An Introduction to Ethical Fashion with Lucy Siegle and Livia Firth

A few weeks ago I attended an incredible seminar on ethical fashion led by Lucy Siegle, the Observer's ethical living columnist and published author, including a spontaneous Q&A with Livia Firth, the CEO of Eco-Age, face of the Green Carpet Challenge and wife of British actor Colin Firth.

I had just started to dip my toe into the world of sustainable fashion by reading some articles online, but it was hard to know where to start, as there are so many smaller organisations, consultancies and websites that it is very difficult to get an overview of the most useful places to find information, let alone the key ethical and environmental issues. The seminar seemed like the perfect introduction to such an enormous topic, and Siegle really got to the heart of the main problems currently facing the industry; from the challenges of producing enough virgin fibre (such as cotton), to the common practice of outsourcing to the developing world, unregulated supply chains, and the rapacious consumerism that characterises modern day attitudes to shopping in the developed Western world.

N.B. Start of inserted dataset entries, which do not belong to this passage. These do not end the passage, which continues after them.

impl View for LandingView {
    fn on_event(&mut self, ev: &Event) -> bool {
        match ev {
            Event::Key(k) => self.on_key(k.code),
            Event::Mouse(m) => self.on_mouse(m),
            // Drag ended abnormally: release the session anyway.
            Event::FocusLost => {
                let was_dragging = self.meter.is_dragging();
                self.meter.end_drag();
                self.state.input_focused = false;
                was_dragging
            }
            Event::Resize(_, _) => true,
            _ => false,
        }
    }

    fn on_tick(&mut self) -> bool {
        self.carousel.advance();
        true
    }

    fn captures_input(&self) -> bool {
        self.state.input_focused
    }

    fn draw(&mut self, f: &mut Frame, area: Rect) {
        let [page_area, help_area] =
            Layout::vertical([Constraint::Min(0), Constraint::Length(1)]).areas(area);

        let hints = if self.state.input_focused {
            demo_input_hints()
        } else {
            landing_hints()
        };
        draw_help_bar(f, help_area, &hints);

        // Reserve the rightmost column for the scrollbar.
        let width = page_area.width.saturating_sub(1);
        if width == 0 || page_area.height == 0 {
            return;
        }

        let mut sv = ScrollView::new(Size::new(width, TOTAL_CONTENT_HEIGHT));
        let mut y = 0u16;
        let mut next = |h: u16| {
            let rect = Rect::new(0, y, width, h);
            y += h + SECTION_GAP;
            rect
        };

        draw_hero(&mut sv, next(HERO_H), self.carousel.index());
        draw_how_it_works(&mut sv, next(HOW_H));
        draw_personas(&mut sv, next(PERSONAS_H), self.state.selected_persona);
        let panel = draw_meter_section(&mut sv, next(METER_H), &self.meter);
        let input = draw_demo(
            &mut sv,
            next(DEMO_H),
            &self.state.input,
            self.state.input_focused,
            self.state.response,
        );
        draw_features(&mut sv, next(FEATURES_H));
        draw_testimonials(&mut sv, next(TESTIMONIALS_H));
        draw_cta(&mut sv, next(CTA_H));
        draw_footer(&mut sv, next(FOOTER_H));

        f.render_stateful_widget(sv, page_area, &mut self.state.scroll);

        // Refresh the hotspots and the track measurement from this frame's
        // layout; until the first draw they are unset and pointer input is
        // a no-op.
        self.state.page = Some(page_area);
        self.state.meter_panel = Some(panel);
        self.state.demo_input = Some(input);
        let track = meter_layout(panel).track;
        self.meter
            .measure(f64::from(track.x), f64::from(track.width));
    }
}

// ── Sections ──────────────────────────────────────────────────────────────

/// Hero: badge, title, rotating chat bubbles, CTAs, phone mockup.
fn draw_hero(sv: &mut ScrollView, area: Rect, active_message: usize) {
    let band = centered(area, CONTENT_MAX_WIDTH);
    let (left, phone) = if band.width >= 80 {
        let [left, _, right] = Layout::horizontal([
            Constraint::Fill(3),
            Constraint::Length(4),
            Constraint::Fill(2),
        ])
        .areas(band);
        (left, Some(right))
    } else {
        (band, None)
    };

    let [badge, _, title, subtitle, _, chat, _, cta] = Layout::vertical([
        Constraint::Length(1),
        Constraint::Length(1),
        Constraint::Length(1),
        Constraint::Length(2),
        Constraint::Length(1),
        Constraint::Length(8),
        Constraint::Length(1),
        Constraint::Length(1),
    ])
    .areas(left);

    sv.render_widget(
        Paragraph::new(HERO_BADGE).style(
            Style::default()
                .fg(colors::BRAND_LIGHT)
                .add_modifier(Modifier::BOLD),
        ),
        badge,
    );

    // Last word of the title gets the brand color, as on the page.
    let (title_head, title_accent) = HERO_TITLE.split_at(HERO_TITLE.rfind(' ').unwrap_or(0));
    let title_line = Line::from(vec![
        Span::styled(
            title_head,
            Style::default().fg(colors::TEXT).add_modifier(Modifier::BOLD),
        ),
        Span::styled(
            title_accent,
            Style::default()
                .fg(colors::BRAND_LIGHT)
                .add_modifier(Modifier::BOLD),
        ),
    ]);
    sv.render_widget(Paragraph::new(title_line), title);

    sv.render_widget(
        Paragraph::new(HERO_SUBTITLE)
            .style(Style::default().fg(colors::MUTED))
            .wrap(Wrap { trim: true }),
        subtitle,
    );

    for (i, msg) in CHAT_MESSAGES.iter().enumerate() {
        let row = Rect {
            y: chat.y + i as u16 * 2,
            height: 1,
            ..chat
        };
        sv.render_widget(chat_bubble(msg, i == active_message), row);
    }

    let ctas = Line::from(vec![
        Span::styled(
            format!(" {HERO_CTA_PRIMARY} "),
            Style::default()
                .fg(Color::Black)
                .bg(colors::BRAND_LIGHT)
                .add_modifier(Modifier::BOLD),
        ),
        Span::raw("  "),
        Span::styled(
            format!("[ {HERO_CTA_SECONDARY} ]"),
            Style::default().fg(colors::BRAND_LIGHT),
        ),
    ]);
    sv.render_widget(Paragraph::new(ctas), cta);

    if let Some(phone) = phone {
        draw_phone_mockup(sv, phone);
    }
}
//! Mood classification derived from the meter value.

/// Display bucket for a mood value.
///
/// The three tiers partition 0–100 with no gaps or overlaps; boundaries are
/// inclusive on the lower tier (40 is still `Happy`, 75 is still `Okay`).
#[derive(Clone, Copy, Debug, PartialEq, Eq)]
pub enum MoodTier {
    Happy,
    Okay,
    Broke,
}

impl MoodTier {
    /// Classifies a 0–100 mood value.
    pub fn from_mood(mood: u8) -> Self {
        if mood <= 40 {
            MoodTier::Happy
        } else if mood <= 75 {
            MoodTier::Okay
        } else {
            MoodTier::Broke
        }
    }

    /// Big face shown above the track.
    pub fn emoji(self) -> &'static str {
        match self {
            MoodTier::Happy => "😁",
            MoodTier::Okay => "😐",
            MoodTier::Broke => "😰",
        }
    }

    /// Headline under the face.
    pub fn headline(self) -> &'static str {
        match self {
            MoodTier::Happy => "Wallet is Happy",
            MoodTier::Okay => "Wallet is Okay",
            MoodTier::Broke => "Wallet is Crying",
        }
    }

    /// One-line advisory, Urdu/English mix as on the page.
    pub fn advice(self) -> &'static str {
        match self {
            MoodTier::Happy => "Shabash! Paisa bach raha hai, treat yourself!",
            MoodTier::Okay => "Sab theek chal raha hai, bas careful rehna.",
            MoodTier::Broke => "Bhai, thoda control karo! Budget khatam ho gaya hai.",
        }
    }
}

#[cfg(test)]
mod tests {
    use super::*;

    #[test]
    fn test_boundaries_inclusive_on_lower_tier() {
        assert_eq!(MoodTier::from_mood(40), MoodTier::Happy);
        assert_eq!(MoodTier::from_mood(41), MoodTier::Okay);
        assert_eq!(MoodTier::from_mood(75), MoodTier::Okay);
        assert_eq!(MoodTier::from_mood(76), MoodTier::Broke);
    }

    #[test]
    fn test_extremes() {
        assert_eq!(MoodTier::from_mood(0), MoodTier::Happy);
        assert_eq!(MoodTier::from_mood(100), MoodTier::Broke);
    }

    #[test]
    fn test_partition_has_no_gaps() {
        for mood in 0..=100u8 {
            // from_mood is total over the range; every value lands in a tier.
            let tier = MoodTier::from_mood(mood);
            match tier {
                MoodTier::Happy => assert!(mood <= 40),
                MoodTier::Okay => assert!(mood > 40 && mood <= 75),
                MoodTier::Broke => assert!(mood > 75),
            }
        }
    }

    #[test]
    fn test_display_strings() {
        assert_eq!(MoodTier::Happy.headline(), "Wallet is Happy");
        assert_eq!(MoodTier::Broke.emoji(), "😰");
    }
}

There were about a hundred people in the audience, including buyers, retailers, bloggers, students, academics, and of course, Livia Firth sat in the front row. She and Siegle know each other well; they have made multiple trips together to factories in the developing world and created the Green Carpet Challenge in 2009, which encourages A-list stars to wear re-made or ethically produced couture gowns on the red carpet. Livia was invited to take part in an impromptu discussion about her work with global brands including Gucci and Chopard, and the big businesses that are really taking steps to focus on sustainability and environmental issues in their business, such as the Kering Group (which own Christopher Kane, Stella McCartney and Alexander McQueen, amongst many others), and Marks & Spencer. We also had the chance to ask her questions, including whether 'fast fashion' could ever be sustainable - in her opinion, it can't - and whether there is a minimum price point for an ethically produced garment - she would argue that as the labour involved is only 0.6% of the end cost to the customer, it is less about achieving a price point and rather about transparency and fairness all the way down the supply chain.

In terms of the future, there are lots of opportunities for global brands and businesses to shift their focus to more sustainable production methods, including recycled fibres, re-purposing garments, using organic fibre sources, improving working conditions in the developing world and investing in their infrastructure. Ultimately though, shopping patterns in the Western world need to change, and the global population has to start consuming far less to relieve some of the pressure on the environment, and on those who are currently being exploited to fulfil such demand.

The seminar was fantastic, and I left feeling inspired and motivated to find out more.
Obviously I can't replicate the entire three hour seminar here, but some of the key facts and figures are listed below, as well as links to further reading.

Ethical Fashion Key Facts

- The fashion industry is the biggest global polluter, after oil and gas.

- 80-120 billion garments are produced each year (exact figures unknown), predominantly from virgin fibres such as cotton and oil. Only 4% of the world's cotton production is organic.

- In 2012, 42% of all clothing was produced in China, 13% in Turkey and Bangladesh, and the remainder in Morocco and other smaller countries.

- 80% of Bangladesh’s economy is supported by the ready-made garment industry. The UK is one of the biggest consumers of Bangladesh products.

- 2 million tonnes of waste textiles are now dumped in landfill each year.

- 1133 people were killed in the Rana Plaza disaster in Bangladesh on 24th April 2014.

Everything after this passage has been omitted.